Dr Matheson Russell is lecturer in Philosophy at the University of Auckland.

13 comments:

byron smith said...

Reflecting on this series, I wonder whether a more thoughtful apologist for economic growth might not question your characterisation of growth as an alternative to justice. In its place, such an interlocutor might argue that growth is necessary for justice, or at least that growth tends towards greater flourishing for all ("a rising tide lifts all boats") and so a greater chance at (material) wellbeing for the poorest.

Such a line of argument has three serious problems. First, it needs to be true that all benefit from growth, which is questionable. It was probably true in the first half of the twentieth century in developed nations, but is very much more difficult to make the same claim for the last few decades. Second, it has to ignore questions of distributive justice: inequality must be ruled outside the realm of justice, or at least of little consequence, requiring the various studies that link high levels of inequality with all kinds of social ills to be rejected. Third, it requires a planet on which growth can continue. If growth itself is unable to be sustained due to ecological limits, then the idea of a universally rising tide takes on a new and far more sinister connotation. In a stable or shrinking economy, the question of wealth distribution cannot be endlessly postponed as it so often is during periods of growth.
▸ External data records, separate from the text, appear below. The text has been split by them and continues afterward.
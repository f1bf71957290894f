use classnet_common::ClassnetError;
use thiserror::Error;

#[derive(Debug, Error)]
pub enum PolicyError {
    #[error("failed to read catalog: {0}")]
    Io(#[from] std::io::Error),

    #[error("failed to parse catalog: {0}")]
    Parse(#[from] serde_json::Error),

    #[error("duplicate {0} in catalog")]
    Duplicate(String),

    #[error("catalog lock poisoned")]
    Poisoned,
}

impl From<PolicyError> for ClassnetError {
    fn from(err: PolicyError) -> Self {
        match err {
            PolicyError::Io(_) | PolicyError::Parse(_) | PolicyError::Duplicate(_) => {
                ClassnetError::ConfigError(err.to_string())
            }
            PolicyError::Poisoned => ClassnetError::InternalError(err.to_string()),
        }
    }
}
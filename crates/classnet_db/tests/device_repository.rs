mod fixtures;

use chrono::{Duration, Utc};
use fixtures::{all_repositories, now, upsert_at, upsert_for};

#[tokio::test]
async fn first_upsert_creates_device() {
    for (backend, repo) in all_repositories().await {
        let upsert = upsert_for("pc-01", "lab-a", Some("1.0.0"));
        let outcome = repo.upsert(upsert.clone()).await.unwrap();

        assert!(outcome.created, "{backend}");
        assert_eq!(outcome.device.id, upsert.id, "{backend}");
        assert_eq!(outcome.device.hostname, "pc-01", "{backend}");
        assert_eq!(outcome.device.installed_version.as_deref(), Some("1.0.0"), "{backend}");
        assert_eq!(outcome.device.token_hash, upsert.token_hash, "{backend}");
    }
}

#[tokio::test]
async fn device_without_version_round_trips() {
    for (backend, repo) in all_repositories().await {
        let outcome = repo
            .upsert(upsert_for("pc-10", "room-1", None))
            .await
            .unwrap();
        assert!(outcome.created, "{backend}");
        assert_eq!(outcome.device.installed_version, None, "{backend}");

        let found = repo.find_by_hostname("pc-10").await.unwrap().unwrap();
        assert_eq!(found.installed_version, None, "{backend}");
        let by_token = repo
            .find_by_token_hash(&outcome.device.token_hash)
            .await
            .unwrap()
            .unwrap();
        assert_eq!(by_token.id, outcome.device.id, "{backend}");

        // A later version fills the gap, and another versionless upsert keeps it.
        repo.upsert(upsert_for("pc-10", "room-1", Some("2.0.0")))
            .await
            .unwrap();
        let again = repo
            .upsert(upsert_for("pc-10", "room-1", None))
            .await
            .unwrap();
        assert_eq!(again.device.installed_version.as_deref(), Some("2.0.0"), "{backend}");

        let rotated = repo
            .rotate_token("pc-10", "seed-x", "hash-x", Utc::now())
            .await
            .unwrap()
            .unwrap();
        assert_eq!(rotated.installed_version.as_deref(), Some("2.0.0"), "{backend}");
    }
}

#[tokio::test]
async fn repeated_upsert_keeps_identity_and_token() {
    for (backend, repo) in all_repositories().await {
        let start = now();
        let first = repo
            .upsert(upsert_at("pc-02", "lab-a", Some("1.0.0"), start))
            .await
            .unwrap()
            .device;

        let later = start + Duration::minutes(5);
        let second = repo
            .upsert(upsert_at("pc-02", "lab-b", None, later))
            .await
            .unwrap();

        assert!(!second.created, "{backend}");
        let device = second.device;
        assert_eq!(device.id, first.id, "{backend}");
        assert_eq!(device.token_seed, first.token_seed, "{backend}");
        assert_eq!(device.token_hash, first.token_hash, "{backend}");
        assert_eq!(device.classroom_id, "lab-b", "{backend}");
        // A missing version never erases the stored one.
        assert_eq!(device.installed_version.as_deref(), Some("1.0.0"), "{backend}");
        assert_eq!(device.registered_at, first.registered_at, "{backend}");
        assert_eq!(device.last_seen_at, later, "{backend}");
    }
}

#[tokio::test]
async fn rotation_replaces_token_material() {
    for (backend, repo) in all_repositories().await {
        let original = repo
            .upsert(upsert_for("pc-03", "lab-a", None))
            .await
            .unwrap()
            .device;

        let rotated = repo
            .rotate_token("pc-03", "new-seed", "new-hash", Utc::now())
            .await
            .unwrap()
            .expect("device exists");
        assert_eq!(rotated.id, original.id, "{backend}");
        assert_eq!(rotated.token_hash, "new-hash", "{backend}");

        assert!(repo
            .find_by_token_hash(&original.token_hash)
            .await
            .unwrap()
            .is_none());
        let found = repo.find_by_token_hash("new-hash").await.unwrap().unwrap();
        assert_eq!(found.hostname, "pc-03", "{backend}");
    }
}

#[tokio::test]
async fn rotation_of_unknown_host_is_none() {
    for (backend, repo) in all_repositories().await {
        let result = repo
            .rotate_token("ghost", "seed", "hash", Utc::now())
            .await
            .unwrap();
        assert!(result.is_none(), "{backend}");
    }
}

#[tokio::test]
async fn touch_updates_last_seen_only() {
    for (backend, repo) in all_repositories().await {
        let device = repo
            .upsert(upsert_for("pc-04", "lab-a", None))
            .await
            .unwrap()
            .device;

        let seen = device.last_seen_at + Duration::hours(1);
        repo.touch_last_seen(&device.id, seen).await.unwrap();

        let reloaded = repo.find_by_hostname("pc-04").await.unwrap().unwrap();
        assert_eq!(reloaded.last_seen_at, seen, "{backend}");
        assert_eq!(reloaded.token_hash, device.token_hash, "{backend}");
    }
}

#[tokio::test]
async fn concurrent_first_registrations_converge() {
    for (backend, repo) in all_repositories().await {
        let mut handles = Vec::new();
        for _ in 0..8 {
            let repo = repo.clone();
            handles.push(tokio::spawn(async move {
                repo.upsert(upsert_for("pc-05", "lab-a", None)).await
            }));
        }

        let mut created = 0;
        let mut ids = Vec::new();
        for handle in handles {
            let outcome = handle.await.unwrap().unwrap();
            if outcome.created {
                created += 1;
            }
            ids.push(outcome.device.id);
        }

        assert_eq!(created, 1, "{backend}");
        ids.dedup();
        assert_eq!(ids.len(), 1, "{backend}");
    }
}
Geoffrey Kruse-Safford said...

I guess I was with this whole series right up until the end. The idea that we Christians have specific political duties, particularly in societies such as mine (the United States) where there just isn't any organized mainstream political movement that comes close to hewing any kind of Biblical injunction regarding justice. Withholding one's vote in such circumstances, it seems to me, is as important an act as pretending that supporting the "least worst" of those available might push back the date of our demise by a few weeks or months.

The Biblical injunction for justice includes, but also transcends the political. Which is why, I think, the Occupy Movement, at its best, represents one of those movements of the Spirit deciding for itself which direction it is going to blow.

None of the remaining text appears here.